This issue may not be a problem for many, but it’s unnecessarily prohibitive. It shows that the project has been tightly coupled to a single internal implementation of a database server and this is always going to result in more difficulties further down the line. More on that in a subsequent post when I look at continuous integration and automatic deployment of databases.

The “sysadmin” problem

One of the problems with development in any environment, including a database server, is that there are times when elevated privileges are required. When this environment is shared, there are potential consequences well beyond the scope of a single application.

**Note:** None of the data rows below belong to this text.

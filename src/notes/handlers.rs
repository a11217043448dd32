use axum::extract::State;
use axum::routing::get;
use axum::Router;
use sqlx::PgPool;
use tracing::instrument;
use uuid::Uuid;

use crate::attachments::dto::AttachmentDto;
use crate::attachments::repo::Attachment;
use crate::attachments::services::remove_files_best_effort;
use crate::auth::jwt::AuthUser;
use crate::error::AppError;
use crate::extract::{page_window, AppJson, AppPath, AppQuery};
use crate::notes::dto::{NoteDto, NoteListData, NoteListParams, NoteRequest, SearchParams};
use crate::notes::repo::Note;
use crate::ownership::assert_note_ownership;
use crate::response::ApiResponse;
use crate::state::AppState;
use crate::tags::dto::TagDto;

pub fn router() -> Router<AppState> {
    Router::new()
        .route("/notes", get(list_notes).post(create_note))
        .route("/notes/search", get(search_notes))
        .route("/notes/public", get(list_public_notes))
        .route(
            "/notes/:id",
            get(get_note).put(update_note).delete(delete_note),
        )
        .route("/notes/:id/attachments", get(list_note_attachments))
}

#[instrument(skip(state))]
async fn list_notes(
    State(state): State<AppState>,
    auth: AuthUser,
    AppQuery(params): AppQuery<NoteListParams>,
) -> Result<ApiResponse<NoteListData>, AppError> {
    let (page, size, offset) = page_window(params.page, params.page_size);

    let (notes, total) = match params.tag {
        Some(tag_id) => (
            Note::list_by_user_and_tag(&state.db, auth.id, tag_id, size, offset).await?,
            Note::count_by_user_and_tag(&state.db, auth.id, tag_id).await?,
        ),
        None => (
            Note::list_by_user(&state.db, auth.id, size, offset).await?,
            Note::count_by_user(&state.db, auth.id).await?,
        ),
    };

    let notes = hydrate(&state.db, notes).await?;
    Ok(ApiResponse::ok(
        NoteListData {
            notes,
            total,
            page,
            size,
        },
        "Notes retrieved",
    ))
}

#[instrument(skip(state, payload))]
async fn create_note(
    State(state): State<AppState>,
    auth: AuthUser,
    AppJson(payload): AppJson<NoteRequest>,
) -> Result<ApiResponse<NoteDto>, AppError> {
    let title = payload.title.trim();
    if title.is_empty() {
        return Err(AppError::bad_request("Title is required"));
    }

    let note = Note::create_with_tags(
        &state.db,
        auth.id,
        title,
        &payload.content,
        payload.is_public,
        &payload.tags,
    )
    .await?;
    tracing::info!(note_id = %note.id, user_id = %auth.id, "created note");

    let dto = hydrate_one(&state.db, note).await?;
    Ok(ApiResponse::created(dto, "Note created"))
}

#[instrument(skip(state))]
async fn get_note(
    State(state): State<AppState>,
    auth: AuthUser,
    AppPath(id): AppPath<Uuid>,
) -> Result<ApiResponse<NoteDto>, AppError> {
    let note = Note::find_by_id(&state.db, id)
        .await?
        .ok_or_else(|| AppError::not_found("Note not found"))?;
    assert_note_ownership(auth.id, &note)?;

    let dto = hydrate_one(&state.db, note).await?;
    Ok(ApiResponse::ok(dto, "Note retrieved"))
}

#[instrument(skip(state, payload))]
async fn update_note(
    State(state): State<AppState>,
    auth: AuthUser,
    AppPath(id): AppPath<Uuid>,
    AppJson(payload): AppJson<NoteRequest>,
) -> Result<ApiResponse<NoteDto>, AppError> {
    let note = Note::find_by_id(&state.db, id)
        .await?
        .ok_or_else(|| AppError::not_found("Note not found"))?;
    assert_note_ownership(auth.id, &note)?;

    let title = payload.title.trim();
    if title.is_empty() {
        return Err(AppError::bad_request("Title is required"));
    }

    let note = Note::update_with_tags(
        &state.db,
        note.id,
        title,
        &payload.content,
        payload.is_public,
        &payload.tags,
    )
    .await?
    .ok_or_else(|| AppError::not_found("Note not found"))?;

    let dto = hydrate_one(&state.db, note).await?;
    Ok(ApiResponse::ok(dto, "Note updated"))
}

#[instrument(skip(state))]
async fn delete_note(
    State(state): State<AppState>,
    auth: AuthUser,
    AppPath(id): AppPath<Uuid>,
) -> Result<ApiResponse<()>, AppError> {
    let note = Note::find_by_id(&state.db, id)
        .await?
        .ok_or_else(|| AppError::not_found("Note not found"))?;
    assert_note_ownership(auth.id, &note)?;

    let orphaned_files = Note::delete_cascade(&state.db, note.id).await?;
    remove_files_best_effort(&state.store, &orphaned_files).await;
    tracing::info!(note_id = %note.id, user_id = %auth.id, "deleted note");

    Ok(ApiResponse::message("Note deleted"))
}

#[instrument(skip(state))]
async fn search_notes(
    State(state): State<AppState>,
    auth: AuthUser,
    AppQuery(params): AppQuery<SearchParams>,
) -> Result<ApiResponse<NoteListData>, AppError> {
    let keyword = params.keyword.as_deref().map(str::trim).unwrap_or_default();
    if keyword.is_empty() {
        return Err(AppError::bad_request("Please provide a search keyword"));
    }

    let (page, size, offset) = page_window(params.page, params.page_size);

    let notes = Note::search(&state.db, auth.id, keyword, size, offset).await?;
    let total = Note::count_search(&state.db, auth.id, keyword).await?;

    let notes = hydrate(&state.db, notes).await?;
    Ok(ApiResponse::ok(
        NoteListData {
            notes,
            total,
            page,
            size,
        },
        "Search results retrieved",
    ))
}

/// Listing of public notes across all users. Requires a login but not
/// ownership; the `tag` filter does not apply here.
#[instrument(skip(state))]
async fn list_public_notes(
    State(state): State<AppState>,
    _auth: AuthUser,
    AppQuery(params): AppQuery<NoteListParams>,
) -> Result<ApiResponse<NoteListData>, AppError> {
    let (page, size, offset) = page_window(params.page, params.page_size);

    let notes = Note::list_public(&state.db, size, offset).await?;
    let total = Note::count_public(&state.db).await?;

    let notes = hydrate(&state.db, notes).await?;
    Ok(ApiResponse::ok(
        NoteListData {
            notes,
            total,
            page,
            size,
        },
        "Public notes retrieved",
    ))
}

#[instrument(skip(state))]
async fn list_note_attachments(
    State(state): State<AppState>,
    auth: AuthUser,
    AppPath(id): AppPath<Uuid>,
) -> Result<ApiResponse<Vec<AttachmentDto>>, AppError> {
    let note = Note::find_by_id(&state.db, id)
        .await?
        .ok_or_else(|| AppError::not_found("Note not found"))?;
    assert_note_ownership(auth.id, &note)?;

    let attachments = Attachment::list_by_note(&state.db, note.id)
        .await?
        .into_iter()
        .map(AttachmentDto::from)
        .collect();
    Ok(ApiResponse::ok(attachments, "Attachments retrieved"))
}

async fn hydrate(db: &PgPool, notes: Vec<Note>) -> Result<Vec<NoteDto>, AppError> {
    let ids: Vec<Uuid> = notes.iter().map(|note| note.id).collect();
    let tag_rows = Note::tags_for_notes(db, &ids).await?;
    let attachments = Attachment::list_for_notes(db, &ids).await?;
    Ok(NoteDto::assemble(notes, tag_rows, attachments))
}

async fn hydrate_one(db: &PgPool, note: Note) -> Result<NoteDto, AppError> {
    let tags = Note::tags_for_notes(db, &[note.id])
        .await?
        .into_iter()
        .map(|row| TagDto {
            id: row.id,
            name: row.name,
        })
        .collect();
    let attachments = Attachment::list_by_note(db, note.id)
        .await?
        .into_iter()
        .map(AttachmentDto::from)
        .collect();
    Ok(NoteDto::from_parts(note, tags, attachments))
}
use sqlx::{FromRow, PgPool};
use time::OffsetDateTime;
use uuid::Uuid;

use crate::auth::{password, ROLE_ADMIN};
use crate::config::AdminConfig;

/// User record in the database. Soft-deleted rows are filtered out by every
/// query here.
#[derive(Debug, Clone, FromRow)]
pub struct User {
    pub id: Uuid,
    pub username: String,
    pub email: String,
    pub password_hash: String,
    pub role: String,
    pub created_at: OffsetDateTime,
    pub updated_at: OffsetDateTime,
}

impl User {
    pub async fn find_by_id(db: &PgPool, id: Uuid) -> sqlx::Result<Option<User>> {
        sqlx::query_as::<_, User>(
            r#"
            SELECT id, username, email, password_hash, role, created_at, updated_at
            FROM users
            WHERE id = $1 AND deleted_at IS NULL
            "#,
        )
        .bind(id)
        .fetch_optional(db)
        .await
    }

    pub async fn find_by_username(db: &PgPool, username: &str) -> sqlx::Result<Option<User>> {
        sqlx::query_as::<_, User>(
            r#"
            SELECT id, username, email, password_hash, role, created_at, updated_at
            FROM users
            WHERE username = $1 AND deleted_at IS NULL
            "#,
        )
        .bind(username)
        .fetch_optional(db)
        .await
    }

    pub async fn find_by_email(db: &PgPool, email: &str) -> sqlx::Result<Option<User>> {
        sqlx::query_as::<_, User>(
            r#"
            SELECT id, username, email, password_hash, role, created_at, updated_at
            FROM users
            WHERE email = $1 AND deleted_at IS NULL
            "#,
        )
        .bind(email)
        .fetch_optional(db)
        .await
    }

    pub async fn create(
        db: &PgPool,
        username: &str,
        email: &str,
        password_hash: &str,
        role: &str,
    ) -> sqlx::Result<User> {
        sqlx::query_as::<_, User>(
            r#"
            INSERT INTO users (username, email, password_hash, role)
            VALUES ($1, $2, $3, $4)
            RETURNING id, username, email, password_hash, role, created_at, updated_at
            "#,
        )
        .bind(username)
        .bind(email)
        .bind(password_hash)
        .bind(role)
        .fetch_one(db)
        .await
    }

    pub async fn update_profile(
        db: &PgPool,
        id: Uuid,
        username: &str,
        email: &str,
        password_hash: &str,
    ) -> sqlx::Result<Option<User>> {
        sqlx::query_as::<_, User>(
            r#"
            UPDATE users
            SET username = $2, email = $3, password_hash = $4, updated_at = now()
            WHERE id = $1 AND deleted_at IS NULL
            RETURNING id, username, email, password_hash, role, created_at, updated_at
            "#,
        )
        .bind(id)
        .bind(username)
        .bind(email)
        .bind(password_hash)
        .fetch_optional(db)
        .await
    }

    pub async fn update_role(db: &PgPool, id: Uuid, role: &str) -> sqlx::Result<Option<User>> {
        sqlx::query_as::<_, User>(
            r#"
            UPDATE users
            SET role = $2, updated_at = now()
            WHERE id = $1 AND deleted_at IS NULL
            RETURNING id, username, email, password_hash, role, created_at, updated_at
            "#,
        )
        .bind(id)
        .bind(role)
        .fetch_optional(db)
        .await
    }

    pub async fn soft_delete(db: &PgPool, id: Uuid) -> sqlx::Result<u64> {
        let result = sqlx::query(
            r#"
            UPDATE users
            SET deleted_at = now()
            WHERE id = $1 AND deleted_at IS NULL
            "#,
        )
        .bind(id)
        .execute(db)
        .await?;
        Ok(result.rows_affected())
    }

    /// Paginated listing with an optional username/email keyword filter.
    pub async fn list(
        db: &PgPool,
        keyword: Option<&str>,
        limit: i64,
        offset: i64,
    ) -> sqlx::Result<Vec<User>> {
        match keyword {
            Some(kw) => {
                sqlx::query_as::<_, User>(
                    r#"
                    SELECT id, username, email, password_hash, role, created_at, updated_at
                    FROM users
                    WHERE deleted_at IS NULL
                      AND (username ILIKE $1 OR email ILIKE $1)
                    ORDER BY created_at
                    LIMIT $2 OFFSET $3
                    "#,
                )
                .bind(format!("%{kw}%"))
                .bind(limit)
                .bind(offset)
                .fetch_all(db)
                .await
            }
            None => {
                sqlx::query_as::<_, User>(
                    r#"
                    SELECT id, username, email, password_hash, role, created_at, updated_at
                    FROM users
                    WHERE deleted_at IS NULL
                    ORDER BY created_at
                    LIMIT $1 OFFSET $2
                    "#,
                )
                .bind(limit)
                .bind(offset)
                .fetch_all(db)
                .await
            }
        }
    }

    pub async fn count(db: &PgPool, keyword: Option<&str>) -> sqlx::Result<i64> {
        match keyword {
            Some(kw) => {
                sqlx::query_scalar::<_, i64>(
                    r#"
                    SELECT COUNT(*) FROM users
                    WHERE deleted_at IS NULL
                      AND (username ILIKE $1 OR email ILIKE $1)
                    "#,
                )
                .bind(format!("%{kw}%"))
                .fetch_one(db)
                .await
            }
            None => {
                sqlx::query_scalar::<_, i64>(
                    r#"SELECT COUNT(*) FROM users WHERE deleted_at IS NULL"#,
                )
                .fetch_one(db)
                .await
            }
        }
    }

    pub async fn count_admins(db: &PgPool) -> sqlx::Result<i64> {
        sqlx::query_scalar::<_, i64>(
            r#"SELECT COUNT(*) FROM users WHERE role = $1 AND deleted_at IS NULL"#,
        )
        .bind(ROLE_ADMIN)
        .fetch_one(db)
        .await
    }

    /// Create the default administrator account when none exists yet.
    pub async fn ensure_admin(db: &PgPool, admin: &AdminConfig) -> anyhow::Result<()> {
        if Self::count_admins(db).await? > 0 {
            tracing::debug!("administrator account already present");
            return Ok(());
        }

        let hash = password::hash_password(&admin.password)?;
        let user = Self::create(db, &admin.username, &admin.email, &hash, ROLE_ADMIN).await?;
        tracing::info!(user_id = %user.id, username = %user.username, "created default administrator account");
        Ok(())
    }
}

Here’s a case in point; I recently suggested to a developer that their performance tuning could benefit from some SQL Server Profiler analysis to take a closer look at things like reads and writes. This particular case involved a shared database so the next thing that happens is I get an email back with an image like this:

SQL Server Profiler requires sysadmin or ALTER TRACE permissions to run

Frankly, I don’t want the guy to be sysadmin on a box that may contain totally unrelated databases he probably shouldn’t have access to. I could give him ALTER TRACE permissions (and ultimately, I did), but of course this has to be set at the master database level so now he has the right to inspect every query across every database.

This discussion would never have even taken place in the dedicated local database scenario. He would have simply already had the rights and it would have been dealt with locally. There are plenty of similar scenarios where the rights a developer needs to do their job exceed what should be granted in a shared environment.

The “unexpected performance profiling” problem

Continuing from the previous point, performance profiling in a shared environment where you have no control over the other processes running on the machine is an absolute nightmare. That query which takes 20 seconds to run one moment can easily blow out to 50 seconds a moment later. Why? You have no idea.

Whilst it’s always a bit tricky getting consistent results from any sort of performance profiling, the worst thing that can happen in the midst of this is other processes getting in your way. When you’re doing this locally, you have both visibility and control over these processes.

Of course there are cases where performance profiling on a PC is simply not going to yield constructive results. For example, huge volumes of data which would normally be queried on seriously specced servers. But for the purposes of everyday development, having a predictable environment is a pretty important part of performance tuning a developer would normally do.

The “non-representational latency” problem

So let’s say you’re working on a shared database which is inevitably located on a server in a data centre. Where exactly is that? How many milliseconds of latency are being added to each round trip?

The problem is that in a world of data centre consolidation (and rightly so, I might add), you’re quite possibly going to be loading up a whole heap of additional latency to each ADO.NET connection which is going to be non-representational of the target live environment. I’m guessing you don’t have the same sort of gigabit Ethernet connectivity from your PC as the production web application server will have and that creates a little bit of a problem.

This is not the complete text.